Lo spettacolo, prodotto da Cardellino srl, sarà replicato al Carignano, per la Stagione del Teatro Stabile di Torino, fino a domenica 13 giugno.

LACCI

Il sipario si apre, ci accoglie una scenografia semplice e spoglia, con un velato e malinconico color viola-blu. Due figure sedute su due sedie vicine, un uomo e una donna. Aldo legge dei fogli con un’aria incupita. Solo qualche battuta più avanti si capirà trattarsi di una delle tante lettere di sua moglie, Vanda, la donna accanto a lui. Le parole su quella carta risuonano dalle labbra di lei, parole che rappresentano lo sfogo di anni di sofferenza e frustrazione. “Se tu te ne sei scordato, egregio signore, te lo ricordo io: sono tua moglie.”. Più la sua voce si fa sofferente e il dolore più forte, più le sedie si allontanano.

La scena cambia ed emerge un senso di apatia e smarrimento. La scenografia prende un aspetto diverso, si tinge di chiaro e diventa più fredda, sterile. Un grande salone disordinatissimo con delle altissime mura tutte bianche, quasi fossero fatte di gesso. Tra i tanti oggetti e tra le pagine dei libri buttati per terra, riaffiorano anche vecchi dolori e verità mai confessate. La casa diventa la  metafora della famiglia con tutti i suoi disastri e le sue rovine. È da qui che tutto parte.
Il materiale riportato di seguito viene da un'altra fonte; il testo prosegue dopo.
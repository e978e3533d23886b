//! Dismissible error banner

use crate::theme::Theme;
use ratatui::{
    buffer::Buffer,
    layout::Rect,
    style::Modifier,
    text::{Line, Span},
    widgets::{Paragraph, Widget},
};
use unicode_width::UnicodeWidthStr;

const DISMISS_HINT: &str = "Esc dismiss";

pub struct ErrorBanner<'a> {
    message: &'a str,
    theme: &'a Theme,
}

impl<'a> ErrorBanner<'a> {
    pub fn new(message: &'a str, theme: &'a Theme) -> Self {
        Self { message, theme }
    }
}

impl Widget for ErrorBanner<'_> {
    fn render(self, area: Rect, buf: &mut Buffer) {
        if area.width == 0 || area.height == 0 {
            return;
        }

        let width = area.width as usize;
        let reserved = DISMISS_HINT.width() + 3;
        let text = crate::widgets::selector::truncate(
            &format!("⚠ {}", self.message),
            width.saturating_sub(reserved).max(1),
        );
        let gap = width.saturating_sub(text.width() + DISMISS_HINT.width());

        let mut spans = vec![Span::styled(
            text,
            self.theme.error_style().add_modifier(Modifier::BOLD),
        )];
        if gap > 0 {
            spans.push(Span::raw(" ".repeat(gap)));
            spans.push(Span::styled(DISMISS_HINT, self.theme.dim_style()));
        }

        Paragraph::new(Line::from(spans)).render(area, buf);
    }
}
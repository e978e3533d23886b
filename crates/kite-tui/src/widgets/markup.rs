//! Markup blocks to styled terminal lines

use crate::theme::Theme;
use kite_chat::markup::{Block, Fragment, HeadingLevel};
use ratatui::{
    style::Modifier,
    text::{Line, Span},
};
use unicode_width::UnicodeWidthStr;

/// Convert rendered markup blocks to lines, wrapped to `width`.
///
/// Every block yields at least one line, so a blank input line stays a blank
/// output line.
pub fn render_blocks(blocks: &[Block], theme: &Theme, width: usize) -> Vec<Line<'static>> {
    let width = width.max(1);
    let mut lines = Vec::new();

    for block in blocks {
        match block {
            Block::Heading { level, text } => {
                let style = match level {
                    HeadingLevel::Top => theme
                        .accent_style()
                        .add_modifier(Modifier::BOLD | Modifier::UNDERLINED),
                    HeadingLevel::Section => theme.accent_style().add_modifier(Modifier::BOLD),
                    HeadingLevel::Sub => theme.base_style().add_modifier(Modifier::BOLD),
                };
                for row in textwrap::wrap(text, width) {
                    lines.push(Line::from(Span::styled(row.into_owned(), style)));
                }
            }
            Block::Bullet { text, .. } => {
                let body = textwrap::Options::new(width)
                    .initial_indent("• ")
                    .subsequent_indent("  ");
                for (i, row) in textwrap::wrap(text, body).into_iter().enumerate() {
                    let row = row.into_owned();
                    if i == 0 {
                        let rest = row.strip_prefix("• ").unwrap_or(&row).to_string();
                        lines.push(Line::from(vec![
                            Span::styled("• ", theme.dim_style()),
                            Span::styled(rest, theme.base_style()),
                        ]));
                    } else {
                        lines.push(Line::from(Span::styled(row, theme.base_style())));
                    }
                }
            }
            Block::Spacer => lines.push(Line::from("")),
            Block::Paragraph(fragments) => lines.extend(wrap_fragments(fragments, theme, width)),
        }
    }

    lines
}

/// Wrap styled fragments word by word, keeping each word's style
fn wrap_fragments(fragments: &[Fragment], theme: &Theme, width: usize) -> Vec<Line<'static>> {
    let mut lines = Vec::new();
    let mut current: Vec<Span<'static>> = Vec::new();
    let mut used = 0;

    for fragment in fragments {
        let style = if fragment.is_bold() {
            theme.base_style().add_modifier(Modifier::BOLD)
        } else {
            theme.base_style()
        };
        for piece in fragment.text().split_inclusive(' ') {
            let piece_width = piece.trim_end().width();
            if used > 0 && used + piece_width > width {
                lines.push(Line::from(std::mem::take(&mut current)));
                used = 0;
            }
            used += piece.width();
            current.push(Span::styled(piece.to_string(), style));
        }
    }

    if !current.is_empty() || lines.is_empty() {
        lines.push(Line::from(current));
    }
    lines
}

/// Flatten blocks to plain text, one line per block
pub fn plain_lines(blocks: &[Block]) -> Vec<String> {
    blocks
        .iter()
        .map(|block| match block {
            Block::Bullet { text, .. } => format!("• {}", text),
            other => other.plain_text(),
        })
        .collect()
}
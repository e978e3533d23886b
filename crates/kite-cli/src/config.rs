//! Configuration file support

use serde::{Deserialize, Serialize};
use std::fs;
use std::path::{Path, PathBuf};
use std::time::Duration;

/// Agent addressed when nothing else is configured
pub const DEFAULT_AGENT_ID: &str = "698b841e26bf0b7cb0c78ff3";

/// Display name used when the agent reports none
pub const DEFAULT_AGENT_NAME: &str = "Notion Power Agent";

pub const DEFAULT_ENDPOINT: &str = "http://localhost:3000/api/agent";

/// Configuration for kite
#[derive(Debug, Clone, Default, PartialEq, Serialize, Deserialize)]
#[serde(default)]
pub struct Config {
    /// Agent endpoint URL
    pub endpoint: Option<String>,
    /// Agent to address
    pub agent_id: Option<String>,
    /// Name shown in headers and the loading row
    pub agent_name: Option<String>,
    /// Sent as `x-api-key` (alternative to KITE_API_KEY)
    pub api_key: Option<String>,
    /// Request timeout in seconds; no timeout when absent
    pub timeout_secs: Option<u64>,
    /// Whether to use TUI mode by default
    pub tui: Option<bool>,
    /// Start with the sample conversation enabled
    pub sample_data: Option<bool>,
    /// Color theme (dark, light)
    pub theme: Option<String>,
}

impl Config {
    /// Get the config directory
    pub fn config_dir() -> PathBuf {
        dirs::config_dir()
            .unwrap_or_else(|| PathBuf::from("."))
            .join("kite")
    }

    /// Get the config file path
    pub fn config_path() -> PathBuf {
        if let Ok(path) = std::env::var("KITE_CONFIG_PATH") {
            return PathBuf::from(path);
        }
        Self::config_dir().join("config.toml")
    }

    /// Load config from the default location
    pub fn load() -> Self {
        Self::load_from(&Self::config_path())
    }

    /// Load config from `path`, falling back to defaults with a warning
    pub fn load_from(path: &Path) -> Self {
        if !path.exists() {
            return Self::default();
        }

        match fs::read_to_string(path) {
            Ok(content) => match toml::from_str(&content) {
                Ok(config) => config,
                Err(e) => {
                    eprintln!("Warning: Failed to parse config file: {}", e);
                    Self::default()
                }
            },
            Err(e) => {
                eprintln!("Warning: Failed to read config file: {}", e);
                Self::default()
            }
        }
    }

    /// Save config to `path`
    pub fn save_to(&self, path: &Path) -> std::io::Result<()> {
        if let Some(dir) = path.parent() {
            fs::create_dir_all(dir)?;
        }

        let content = toml::to_string_pretty(self).map_err(std::io::Error::other)?;
        fs::write(path, content)
    }

    /// Create a default config file if it doesn't exist
    pub fn init() -> std::io::Result<PathBuf> {
        let path = Self::config_path();
        Self::init_at(&path)?;
        Ok(path)
    }

    fn init_at(path: &Path) -> std::io::Result<()> {
        if path.exists() {
            return Ok(());
        }

        let default_config = Config {
            endpoint: Some(DEFAULT_ENDPOINT.to_string()),
            agent_id: Some(DEFAULT_AGENT_ID.to_string()),
            agent_name: Some(DEFAULT_AGENT_NAME.to_string()),
            api_key: None,
            timeout_secs: None,
            tui: Some(true),
            sample_data: Some(false),
            theme: Some("dark".to_string()),
        };

        default_config.save_to(path)
    }
}

/// Command-line values that take precedence over the config file
#[derive(Debug, Clone, Default)]
pub struct CliOverrides {
    pub endpoint: Option<String>,
    pub agent_id: Option<String>,
    pub agent_name: Option<String>,
    pub no_tui: bool,
    pub sample_data: bool,
}

/// Fully resolved runtime settings
#[derive(Debug, Clone, PartialEq)]
pub struct Settings {
    pub endpoint: String,
    pub agent_id: String,
    pub agent_name: String,
    pub api_key: Option<String>,
    pub timeout: Option<Duration>,
    pub use_tui: bool,
    pub sample_data: bool,
    pub theme: String,
}

impl Config {
    /// Merge with CLI values and the process environment
    pub fn settings(&self, cli: &CliOverrides) -> Settings {
        self.settings_with_env(cli, |key| std::env::var(key).ok())
    }

    /// Merge with CLI values, reading environment fallbacks through `env`.
    ///
    /// Precedence: command line, then config file, then environment, then
    /// built-in defaults. Empty strings count as unset.
    pub fn settings_with_env<F>(&self, cli: &CliOverrides, env: F) -> Settings
    where
        F: Fn(&str) -> Option<String>,
    {
        let present = |value: Option<String>| value.filter(|v| !v.trim().is_empty());

        let endpoint = present(cli.endpoint.clone())
            .or_else(|| present(self.endpoint.clone()))
            .or_else(|| present(env("KITE_AGENT_ENDPOINT")))
            .unwrap_or_else(|| DEFAULT_ENDPOINT.to_string());

        let agent_id = present(cli.agent_id.clone())
            .or_else(|| present(self.agent_id.clone()))
            .unwrap_or_else(|| DEFAULT_AGENT_ID.to_string());

        let agent_name = present(cli.agent_name.clone())
            .or_else(|| present(self.agent_name.clone()))
            .unwrap_or_else(|| DEFAULT_AGENT_NAME.to_string());

        let api_key = present(self.api_key.clone()).or_else(|| present(env("KITE_API_KEY")));

        Settings {
            endpoint,
            agent_id,
            agent_name,
            api_key,
            timeout: self.timeout_secs.filter(|s| *s > 0).map(Duration::from_secs),
            use_tui: !cli.no_tui && self.tui.unwrap_or(true),
            sample_data: cli.sample_data || self.sample_data.unwrap_or(false),
            theme: self.theme.clone().unwrap_or_else(|| "dark".to_string()),
        }
    }
}

/// Generate example config content
pub fn example_config() -> &'static str {
    r#"# kite configuration file
# Place at ~/.config/kite/config.toml (Linux/Mac) or %APPDATA%\kite\config.toml (Windows)

# Agent endpoint (or set KITE_AGENT_ENDPOINT)
endpoint = "http://localhost:3000/api/agent"

# Agent to talk to
agent_id = "698b841e26bf0b7cb0c78ff3"

# Name shown in the chat
agent_name = "Notion Power Agent"

# API key sent as x-api-key (optional, or set KITE_API_KEY)
# api_key = "..."

# Request timeout in seconds (optional, no timeout by default)
# timeout_secs = 60

# Whether to use TUI mode by default (true by default)
# Set to false for simple stdin/stdout mode
tui = true

# Start with the sample conversation shown (toggle with Ctrl+T)
sample_data = false

# Color theme (dark, light)
theme = "dark"
"#
}
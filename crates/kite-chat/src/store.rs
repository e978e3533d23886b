//! Conversation store: the message log and the request lifecycle.
//!
//! The store is a small state machine. `Idle` accepts a submission and moves
//! to `Sending`; the outcome of that single request moves it back to `Idle`.
//! The log is orthogonal to the phase and only ever grows, except for an
//! explicit [`ConversationStore::clear`].

use kite_agent::{AgentEnvelope, AgentOutput};

use crate::message::{Message, MessageIds, now_timestamp};

/// Reason used when the agent reports failure without saying why
pub const UNEXPECTED_ERROR: &str = "An unexpected error occurred";

/// Reason used when the transport fails without a message
pub const NETWORK_ERROR: &str = "Network error";

/// Request lifecycle phase
#[derive(Debug, Clone, Copy, PartialEq, Eq, Default)]
pub enum Phase {
    #[default]
    Idle,
    Sending,
}

/// A submission accepted by the store, ready to be sent
#[derive(Debug, Clone, PartialEq, Eq)]
pub struct PendingRequest {
    /// Trimmed message text
    pub message: String,
    pub agent_id: String,
}

/// Ordered message log plus loading, liveness and error flags
#[derive(Debug, Default)]
pub struct ConversationStore {
    messages: Vec<Message>,
    phase: Phase,
    active_agent_id: Option<String>,
    last_error: Option<String>,
    ids: MessageIds,
}

impl ConversationStore {
    pub fn new() -> Self {
        Self::default()
    }

    /// All messages in conversation order
    pub fn messages(&self) -> &[Message] {
        &self.messages
    }

    pub fn is_empty(&self) -> bool {
        self.messages.is_empty()
    }

    pub fn phase(&self) -> Phase {
        self.phase
    }

    /// True exactly while one request is outstanding
    pub fn is_loading(&self) -> bool {
        self.phase == Phase::Sending
    }

    /// Agent currently working on a request, if any
    pub fn active_agent_id(&self) -> Option<&str> {
        self.active_agent_id.as_deref()
    }

    /// Last surfaced error, until dismissed or a new send begins
    pub fn last_error(&self) -> Option<&str> {
        self.last_error.as_deref()
    }

    /// Accept a user submission.
    ///
    /// Returns `None` without touching any state when the trimmed text is
    /// empty or a request is already in flight.
    pub fn submit(&mut self, text: &str, agent_id: &str) -> Option<PendingRequest> {
        let message = text.trim();
        if message.is_empty() {
            return None;
        }
        if self.is_loading() {
            tracing::debug!("Ignoring submit while a request is in flight");
            return None;
        }

        let id = self.ids.next("user");
        self.messages.push(Message::user(id, message, now_timestamp()));
        self.last_error = None;
        self.phase = Phase::Sending;
        self.active_agent_id = Some(agent_id.to_string());

        Some(PendingRequest {
            message: message.to_string(),
            agent_id: agent_id.to_string(),
        })
    }

    /// Record the outcome of the outstanding request.
    ///
    /// Appends exactly one agent message and returns to `Idle`. Ignored when
    /// no request is outstanding.
    pub fn complete(&mut self, outcome: kite_agent::Result<AgentEnvelope>) -> Option<&Message> {
        if !self.is_loading() {
            tracing::warn!("Dropping agent outcome: no request in flight");
            return None;
        }

        self.phase = Phase::Idle;
        self.active_agent_id = None;

        match outcome {
            Ok(envelope) => match envelope.success_response() {
                Some(response) => {
                    let (content, agent_result) = match response.output() {
                        AgentOutput::Text(text) => (text, None),
                        AgentOutput::Structured(result) => (String::new(), Some(result)),
                        AgentOutput::Empty => (String::new(), None),
                    };
                    let id = self.ids.next("agent");
                    self.messages.push(Message::agent(
                        id,
                        content,
                        agent_result,
                        response.metadata.clone(),
                        now_timestamp(),
                    ));
                }
                None => {
                    let reason = envelope.failure_reason(UNEXPECTED_ERROR);
                    tracing::warn!("Agent reported failure: {}", reason);
                    self.fail(reason);
                }
            },
            Err(e) => {
                tracing::warn!("Agent call failed: {}", e);
                self.fail(e.message().unwrap_or_else(|| NETWORK_ERROR.to_string()));
            }
        }

        self.messages.last()
    }

    fn fail(&mut self, reason: String) {
        let id = self.ids.next("err");
        self.messages.push(Message::error(id, reason.clone(), now_timestamp()));
        self.last_error = Some(reason);
    }

    /// Empty the log and forget the last error
    pub fn clear(&mut self) {
        self.messages.clear();
        self.last_error = None;
    }

    /// Hide the error banner; the error message stays in the log
    pub fn dismiss_error(&mut self) {
        self.last_error = None;
    }
}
Il tema di Lacci è la storia di una relazione matrimoniale fallita con le rispettive dinamiche famigliari che ne conseguono e le varie ipocrisie su cui molto spesso essa si basa. È senz’altro un argomento che prende al cuore ogni spettatore in sala. Ognuno, almeno una volta nella vita, ha rivestito la parte del compagno ferito e tradito o, al contrario, di colui che vuole tener segreto un amore proibito. Ci si trova partecipi ma allo stesso tempo giudici, senza mai riuscire a prendere le parti di un personaggio preciso. Amanti, fratelli, figli e compagni di vita, tutti ci ritroviamo immersi da quella che si può definire una “tragedia contemporanea”. Proprio nei tumultuosi anni sessanta, ani di forte cambiamento, Vanda, interpretata da Vanessa Scalera, e Aldo, interpretato da Silvio Orlando, si sposano e dopo pochi anni diventano genitori. Più gli anni passano più lui si sente oppresso dall’idea di invecchiare e con il suo animo da ragazzino decide di trasferirsi a Roma per poter vivere la freschezza di un amore nuovo. A differenza della moglie che da subito ci trasmette il suo attaccamento, a volte quasi morboso, alle piccole gioie della vita quotidiana. Donna forte, legata al senso della famiglia e ormai consumata dai sacrifici per di mantenere da sola i suoi due figli. Ripetute sono le sue lettere indirizzate al il marito che dopo anni riescono ad avere risposta con il suo ritorno, dovuto in realtà solamente al senso di colpa. Per lui il matrimonio si dimostra essere un labirinto dal quale si sente intrappolato e. Infatti i “lacci” legati simbolicamente indicano sia quell’azione quotidiana che Aldo inconsapevolmente insegna a suo figlio, sia quel legame, quel vincolo così consueto da essere inavvertito, che può arrivare ad essere soffocante. Sicuramente le ossessioni di una donna ormai non più spensierata e le difficoltà dei figli non aiutano questa sua condizione. Eppure è proprio lui ad ammettere che in fondo anche loro due sono stati felici ma poi forse si sono abituati alla felicità fino a non sentirla più.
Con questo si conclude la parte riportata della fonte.